Otherwise, start with the letter R and go through Z.
Continue with RR...RZ, then use SS...SZ, TT...TZ and so on until ZZ.
Use AA...AZ, BB...BZ, CC...CZ and so on until reaching QZ, omitting J in both the first and second positions.
Abandon the Latin script after 334 combinations of letters and start naming stars with V335, V336, and so on.
The second letter is never nearer the beginning of the alphabet than the first, e.g., no star can be BA, CA, CB, DA and so on.

History

In the early 19th century few variable stars were known, so it seemed reasonable to use the letters of the Latin script. Because very few constellations contained stars with uppercase Latin-letter Bayer designation greater than Q, the letter R was chosen as a starting point so as to avoid confusion with letter spectral types or the (now rarely used) Latin-letter Bayer designations. Although Lacaille had used uppercase R to Z letters in a few cases, for example X Puppis (HR 2548), these designations were either dropped or accepted as variable star designations. The star T Puppis was accepted by Argelander as a variable star and is included in the General Catalogue of Variable Stars with that designation but is now classed as non-variable.

This variable star naming convention was developed by Friedrich W. Argelander.

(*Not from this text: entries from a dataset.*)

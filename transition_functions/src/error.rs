use thiserror::Error;
use types::phase0::{
    containers::{AttestationData, BeaconBlockHeader},
    primitives::{Epoch, ValidatorIndex, H256},
};

#[derive(PartialEq, Eq, Debug, Error)]
pub enum Error {
    #[error("attestation data is not slashable (data_1: {data_1:?}, data_2: {data_2:?})")]
    AttestationDataNotSlashable {
        data_1: AttestationData,
        data_2: AttestationData,
    },
    #[error("attesting indices are empty")]
    AttestingIndicesEmpty,
    #[error("attesting indices are not sorted and unique")]
    AttestingIndicesNotSortedAndUnique,
    #[error("no attesters slashed")]
    NoAttestersSlashed,
    #[error("proposer (validator {index}) is not slashable")]
    ProposerNotSlashable { index: ValidatorIndex },
    #[error("block headers in proposer slashing are identical: {header:?}")]
    ProposerSlashingHeadersIdentical { header: BeaconBlockHeader },
    #[error(
        "proposer indices in proposer slashing do not match \
         ({proposer_index_1} != {proposer_index_2})"
    )]
    ProposerSlashingProposerMismatch {
        proposer_index_1: ValidatorIndex,
        proposer_index_2: ValidatorIndex,
    },
    #[error("slots in proposer slashing do not match ({slot_1} != {slot_2})")]
    ProposerSlashingSlotMismatch { slot_1: u64, slot_2: u64 },
    #[error("validator {index} exited in epoch {exit_epoch}")]
    ValidatorAlreadyExited {
        index: ValidatorIndex,
        exit_epoch: Epoch,
    },
    #[error(
        "validator {index} has not been active long enough \
         (activation_epoch: {activation_epoch}, current_epoch: {current_epoch})"
    )]
    ValidatorHasNotBeenActiveLongEnough {
        index: ValidatorIndex,
        activation_epoch: Epoch,
        current_epoch: Epoch,
    },
    #[error("validator {index} is not active in epoch {current_epoch}")]
    ValidatorNotActive {
        index: ValidatorIndex,
        current_epoch: Epoch,
    },
    #[error("voluntary exit is not valid before epoch {epoch} (current_epoch: {current_epoch})")]
    VoluntaryExitNotYetValid { epoch: Epoch, current_epoch: Epoch },
    #[error(
        "withdrawal credentials do not match the BLS commitment \
         (in_state: {in_state:?}, in_message: {in_message:?})"
    )]
    WithdrawalCredentialsMismatch { in_state: H256, in_message: H256 },
}
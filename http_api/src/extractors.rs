//! Custom extractors for the [Eth Beacon Node API].
//!
//! The extractors provided by `axum` report errors in plain text with various status codes.
//! The [Eth Beacon Node API] requires errors to be reported in JSON with the 400 status code.
//!
//! [Eth Beacon Node API]: https://ethereum.github.io/beacon-APIs/

use anyhow::Error as AnyhowError;
use axum::{
    extract::{FromRequest, FromRequestParts, Query, Request},
    http::request::Parts,
    Json, RequestExt as _, RequestPartsExt as _,
};
use serde::de::DeserializeOwned;
use serde_json::Value;
use types::phase0::containers::{AttesterSlashing, ProposerSlashing, SignedVoluntaryExit};

use crate::error::Error;

pub struct EthQuery<T>(pub T);

impl<S: Send + Sync, T: DeserializeOwned + 'static> FromRequestParts<S> for EthQuery<T> {
    type Rejection = Error;

    async fn from_request_parts(parts: &mut Parts, _state: &S) -> Result<Self, Self::Rejection> {
        parts
            .extract::<Query<T>>()
            .await
            .map(|Query(query)| Self(query))
            .map_err(AnyhowError::new)
            .map_err(Error::InvalidQuery)
    }
}

// This has multiple `FromRequest` impls to make error messages more specific.
pub struct EthJson<T>(pub T);

impl<S: Send + Sync> FromRequest<S> for EthJson<Box<ProposerSlashing>> {
    type Rejection = Error;

    async fn from_request(request: Request, _state: &S) -> Result<Self, Self::Rejection> {
        request
            .extract()
            .await
            .map(|Json(slashing)| Self(slashing))
            .map_err(AnyhowError::new)
            .map_err(Error::InvalidProposerSlashing)
    }
}

impl<S: Send + Sync> FromRequest<S> for EthJson<Box<AttesterSlashing>> {
    type Rejection = Error;

    async fn from_request(request: Request, _state: &S) -> Result<Self, Self::Rejection> {
        request
            .extract()
            .await
            .map(|Json(slashing)| Self(slashing))
            .map_err(AnyhowError::new)
            .map_err(Error::InvalidAttesterSlashing)
    }
}

impl<S: Send + Sync> FromRequest<S> for EthJson<Box<SignedVoluntaryExit>> {
    type Rejection = Error;

    async fn from_request(request: Request, _state: &S) -> Result<Self, Self::Rejection> {
        request
            .extract()
            .await
            .map(|Json(exit)| Self(exit))
            .map_err(AnyhowError::new)
            .map_err(Error::InvalidSignedVoluntaryExit)
    }
}

// Batch bodies are decoded to raw JSON values first so that a malformed element
// is reported for its index instead of failing the whole batch.
impl<S: Send + Sync> FromRequest<S> for EthJson<Vec<Value>> {
    type Rejection = Error;

    async fn from_request(request: Request, _state: &S) -> Result<Self, Self::Rejection> {
        request
            .extract()
            .await
            .map(|Json(values)| Self(values))
            .map_err(AnyhowError::new)
            .map_err(Error::InvalidJsonBody)
    }
}

impl<S: Send + Sync> FromRequest<S> for EthJson<Value> {
    type Rejection = Error;

    async fn from_request(request: Request, _state: &S) -> Result<Self, Self::Rejection> {
        request
            .extract()
            .await
            .map(|Json(value)| Self(value))
            .map_err(AnyhowError::new)
            .map_err(Error::InvalidJsonBody)
    }
}
use core::{
    fmt::{Formatter, Result as FmtResult},
    marker::PhantomData,
};

use serde::{
    de::{Error, Visitor},
    Deserializer, Serializer,
};

use crate::shared;

pub fn deserialize<'de, D: Deserializer<'de>, const N: usize>(
    deserializer: D,
) -> Result<[u8; N], D::Error> {
    struct ArrayVisitor<const N: usize> {
        human_readable: bool,
        phantom: PhantomData<[u8; N]>,
    }

    impl<const N: usize> Visitor<'_> for ArrayVisitor<N> {
        type Value = [u8; N];

        fn expecting(&self, formatter: &mut Formatter) -> FmtResult {
            formatter.write_str(shared::expecting_prefixed_hex(self.human_readable))
        }

        fn visit_str<E: Error>(self, string: &str) -> Result<Self::Value, E> {
            let digits = shared::strip_hex_prefix(string)?;
            let mut bytes = [0; N];
            const_hex::decode_to_slice(digits, &mut bytes).map_err(E::custom)?;
            Ok(bytes)
        }

        fn visit_bytes<E: Error>(self, bytes: &[u8]) -> Result<Self::Value, E> {
            bytes.try_into().map_err(E::custom)
        }
    }

    let human_readable = deserializer.is_human_readable();

    let visitor = ArrayVisitor {
        human_readable,
        phantom: PhantomData,
    };

    if human_readable {
        deserializer.deserialize_str(visitor)
    } else {
        deserializer.deserialize_bytes(visitor)
    }
}

pub fn serialize<S: Serializer, const N: usize>(
    bytes: &[u8; N],
    serializer: S,
) -> Result<S::Ok, S::Error> {
    if serializer.is_human_readable() {
        serializer.collect_str(&const_hex::encode_prefixed(bytes))
    } else {
        serializer.serialize_bytes(bytes)
    }
}
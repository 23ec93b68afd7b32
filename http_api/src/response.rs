use axum::{
    http::{HeaderMap, HeaderValue},
    response::{IntoResponse, Response},
    Json,
};
use serde::Serialize;
use types::nonstandard::Phase;

use crate::misc::ETH_CONSENSUS_VERSION;

/// The response envelope of the Eth Beacon Node API.
///
/// Every response wraps its payload in a `data` field. Fork-polymorphic (V2) responses
/// also carry the resolved fork both as a `version` field and as the
/// `Eth-Consensus-Version` header.
#[derive(Serialize)]
pub struct EthResponse<T> {
    data: T,
    #[serde(skip_serializing_if = "Option::is_none")]
    version: Option<Phase>,
}

impl<T: Serialize> IntoResponse for EthResponse<T> {
    fn into_response(self) -> Response {
        let mut response_headers = HeaderMap::new();

        if let Some(phase) = self.version {
            response_headers.insert(
                ETH_CONSENSUS_VERSION,
                HeaderValue::from_static(<&str>::from(phase)),
            );
        }

        (response_headers, Json(self)).into_response()
    }
}

impl<T> EthResponse<T> {
    pub const fn json(data: T) -> Self {
        Self {
            data,
            version: None,
        }
    }

    pub const fn version(mut self, phase: Phase) -> Self {
        self.version = Some(phase);
        self
    }
}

There is a widespread belief according to which Argelander chose the letter R for German rot or French rouge, both meaning "red", because many variable stars known at that time appear red. However, Argelander's own statement disproves this.

By 1836, even the letter S had only been used in one constellation, Serpens. With the advent of photography the number of variables piled up quickly, and variable star names soon fell into the Bayer trap of reaching the end of the alphabet while still having stars to name. After two subsequent supplementary double-lettering systems hit similar limits, numbers were finally introduced.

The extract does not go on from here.